ESPAÇO ACADÊMICO
O benefício da remição da pena através do estudo. Realidade ou ficção?
A sociedade organizada atribuiu ao Estado e dele espera a responsabilidade em relação à Segurança Pública. Dentre as atribuições está formular leis que busquem sansões adequadas ao autor de delitos. Espera-se do Poder Legislativo normas no âmbito Penal que, quando aplicadas, tenham eficácia para aqueles que um dia decidiram desviar-se da conduta adequada previamente estabelecida. Lembrando que, um dia esses indivíduos retornarão ao convívio social e devem estar com comportamento apropriado para isso. Mas é notório que as leis sempre tiveram caráter meramente punitivo, não atentaram para a recuperação, por isso não surtiram o efeito desejado.
A expectativa da sociedade
Sempre existiu a expectativa de um convívio harmonioso com o semelhante, embora seja um pensamento deveras utópico, pois é parte intrínseca da humanidade um caráter maligno que não permite esta tão sonhada harmonia social, haja vista estar registrado no primeiro livro escrito em relação à humanidade o relato de um homicídio.

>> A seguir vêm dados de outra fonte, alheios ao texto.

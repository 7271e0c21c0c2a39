//! End-to-end tests for the NoScalp agreement protocol
//!
//! This test suite validates:
//! - The four reference distribution scenarios across two live nodes
//! - That local validation failures never reach the network
//! - Responder-side rejection of tampered or misaddressed proposals
//! - Concurrent protocol runs between the same pair of nodes

pub mod test_utils;

#[cfg(test)]
mod distribution_flow_tests;

#[cfg(test)]
mod responder_rejection_tests;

Sabendo que a tendência ao crime é algo inerente no ser humano, este Estado passa a elaborar leis com penas cominadas de acordo com a relevância do fato na intenção de resolver esta problemática. Um dos tipos de penas criadas, e a mais severa no Brasil, é a pena privativa de liberdade, que tem como objetivo retirar o autor do fato delituoso do seio da sociedade a aprisioná-lo como forma de punição. Com o passar do tempo, verificou-se a necessidade de oportunizar àqueles que foram sentenciados e reclusos, estabelecer um tempo para “pagarem” por seus delitos e retornarem à sociedade.
A ressocialização como uma das finalidades da pena
Criada com o caráter apenas punitivo surgiram outras finalidades para a pena, dentre elas a necessidade de preparar este indivíduo para que, após o cumprimento, pudesse retornar a conviver em sociedade. Mas, como reintegrar uma pessoa depois de muito tempo recluso, num local isolado sem contato com a liberdade e o “mundo de fora”!
Uma das formas de resolver essa problemática foi a instituição da “remição”, ou seja, o indivíduo que cumpri pena, preenchendo alguns pré-requisitos, tem a possibilidade de remir parte da pena por meio do trabalho. Falar que em remir é dizer que o preso irá “pagar”, abater uma parcela da pena a ser cumprida, com trabalho, com previsão na LEP (Lei de Execução Penal).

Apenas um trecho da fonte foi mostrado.